CSV Reader
The CSV Read transform takes Character Separated Value (CSV) files as the data-source.
This transform can parse a wide variety of CSV data including Hierarchical Data, tab delimited and Unicode files.
Example
A typical CSV file, shown below, has a fixed number of fields which are separated by commas. These can contain an empty value, but would be held between the two Separating Characters.
Reader > File Layout
The file layout tab is where the file and hierarchical dataset options are specified.
Transform Id
The unique user-defined name for the transform.
Data Source
The controller type is defined here. This is the source from where the CSV data will be read, which can be Email, File or Http.
See Input/Output Controllers (IO Controller) for more information.
Field Delimiter
The character(s) used to separate each of the fields.
The delimiter may use 1 or more characters.
To specify tab delimited files, enter \t.
Header Records
The fixed number of rows at the start of the file which are filled with content that is not data.
Since the CSV is a text file, the most likely use of header rows will be field headers.
Footer Records
The fixed number of rows at the end of the file also filled with content other than data. All content within the footer rows will be ignored when reading the data.
Ragged Right
- Selected
- When selected the Reader allows files where the right most fields may be missing (as opposed to empty) from the file. Where a field(s) is missing the reader will simply read an empty (or null) value.
Ragged Right type files are often encountered when CSV files may have numerous empty values on the rightmost values, the file is opened in Excel, and then saved. Excel will drop the empty right values from the file.

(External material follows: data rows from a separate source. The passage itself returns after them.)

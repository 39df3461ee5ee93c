//! In-memory usage tracker.

use async_trait::async_trait;
use std::collections::HashMap;
use std::sync::Mutex;

use crate::ports::{
    PurposeUsage, RequestPurpose, UsageRecord, UsageSummary, UsageTracker, UsageTrackerError,
};

/// Keeps usage records in memory. Suitable for tests and short-lived
/// processes; nothing survives a restart.
#[derive(Debug, Default)]
pub struct InMemoryUsageTracker {
    records: Mutex<Vec<UsageRecord>>,
}

impl InMemoryUsageTracker {
    /// Creates an empty tracker.
    pub fn new() -> Self {
        Self::default()
    }

    /// Snapshot of all recorded usage.
    pub fn records(&self) -> Vec<UsageRecord> {
        self.records.lock().unwrap().clone()
    }
}

/// Folds records into a summary with a per-purpose breakdown.
pub(crate) fn summarize(records: &[UsageRecord]) -> UsageSummary {
    let mut by_purpose: HashMap<RequestPurpose, (u32, u32, u32)> = HashMap::new();
    for record in records {
        let entry = by_purpose.entry(record.purpose).or_insert((0, 0, 0));
        entry.0 += record.cost_cents;
        entry.1 += record.total_tokens();
        entry.2 += 1;
    }

    UsageSummary {
        total_cost_cents: records.iter().map(|r| r.cost_cents).sum(),
        total_tokens: records.iter().map(|r| r.total_tokens()).sum(),
        request_count: records.len() as u32,
        by_purpose: by_purpose
            .into_iter()
            .map(|(purpose, (cost, tokens, requests))| PurposeUsage {
                purpose,
                cost_cents: cost,
                tokens,
                requests,
            })
            .collect(),
    }
}

#[async_trait]
impl UsageTracker for InMemoryUsageTracker {
    async fn record_usage(&self, record: UsageRecord) -> Result<(), UsageTrackerError> {
        self.records.lock().unwrap().push(record);
        Ok(())
    }

    async fn total_usage(&self) -> Result<UsageSummary, UsageTrackerError> {
        let records = self.records.lock().unwrap();
        Ok(summarize(&records))
    }
}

- When selected the Reader allows files where the right most fields may be missing (as opposed to empty) from the file. Where a field(s) is missing the reader will simply read an empty (or null) value.
- Deselected
- When deselected the CSV Reader will check the line being read to ensure the number of fields matches that of the Reader definition. An error will occur if a line does not have a matching number of fields.
Mapping Style
- By Position
- Fields will be mapped according to their position.
- By Field Heading
- Fields will be mapped according to their headings. Available only when headings are detected within the file.
Hierarchical Data
A hierarchical dataset can be generated from a CSV file, if the records within the file are identified as having different transaction types (i.e. headers and details).

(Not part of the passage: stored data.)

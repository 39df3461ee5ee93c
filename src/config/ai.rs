//! Generation-service configuration

use serde::Deserialize;
use std::time::Duration;

use super::error::ValidationError;

/// Generation-service configuration
#[derive(Debug, Clone, Deserialize)]
pub struct AiConfig {
    /// API key for the OpenAI-compatible endpoint
    pub api_key: Option<String>,

    /// Model identifier
    #[serde(default = "default_model")]
    pub model: String,

    /// Base URL of the API
    #[serde(default = "default_base_url")]
    pub base_url: String,

    /// Request timeout in seconds
    #[serde(default = "default_timeout")]
    pub timeout_secs: u64,

    /// Maximum retries on transient failure
    #[serde(default = "default_retries")]
    pub max_retries: u32,
}

impl AiConfig {
    /// Get timeout as Duration
    pub fn timeout(&self) -> Duration {
        Duration::from_secs(self.timeout_secs)
    }

    /// Check if an API key is configured
    pub fn has_key(&self) -> bool {
        self.api_key.as_ref().is_some_and(|k| !k.is_empty())
    }

    /// Validate generation-service configuration
    pub fn validate(&self) -> Result<(), ValidationError> {
        if !self.has_key() {
            return Err(ValidationError::MissingRequired("POLEMIC__AI__API_KEY"));
        }
        if self.timeout_secs == 0 {
            return Err(ValidationError::InvalidTimeout);
        }
        Ok(())
    }
}

impl Default for AiConfig {
    fn default() -> Self {
        Self {
            api_key: None,
            model: default_model(),
            base_url: default_base_url(),
            timeout_secs: default_timeout(),
            max_retries: default_retries(),
        }
    }
}

fn default_model() -> String {
    "gpt-3.5-turbo-1106".to_string()
}

fn default_base_url() -> String {
    "https://api.openai.com/v1".to_string()
}

fn default_timeout() -> u64 {
    60
}

fn default_retries() -> u32 {
    3
}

For the hierarchy to be created:
- There must be a field within the data that identifies the type of record (i.e. header/details/sub-detail etc.)
- The field identifying the transaction type must be located in the same field position for all records.
Example
The screenshot below illustrates a file with a hierarchical structure.
The first field identifies the transaction type for all records. In this example, “1” denotes a sales order header, and “2” denotes an order detail/line item.
Hierarchical Dataset Options
To configure a hierarchical dataset, expand Hierarchical Dataset Options.
Hierarchical Dataset
Keyed Fields
The key field is used to construct a hierarchical dataset. For this reason, keys are assigned either on import, if the dataset is already hierarchised, or in the hierarchy transform.
By giving a record a numerical value, the parent-child relationships are defined. Child records are inserted into the dataset when its keys match those of its parent’s.
When setting the keys, each child transaction must have at least one more key defined than its parent.
These are defined in the field mapping tab of the Hierarchy transform.
Ordered Data
On import, the structure and relationship IMan identifies between fields relies on the order of the data within the file.
Record Type Field Id
This dropdown provides the ability to select the field position identifying the transaction type. In the screenshot example above this is the first field which in this case is named 'LineType'.
This drop down is enabled only when the hierarchical dataset checkbox is selected.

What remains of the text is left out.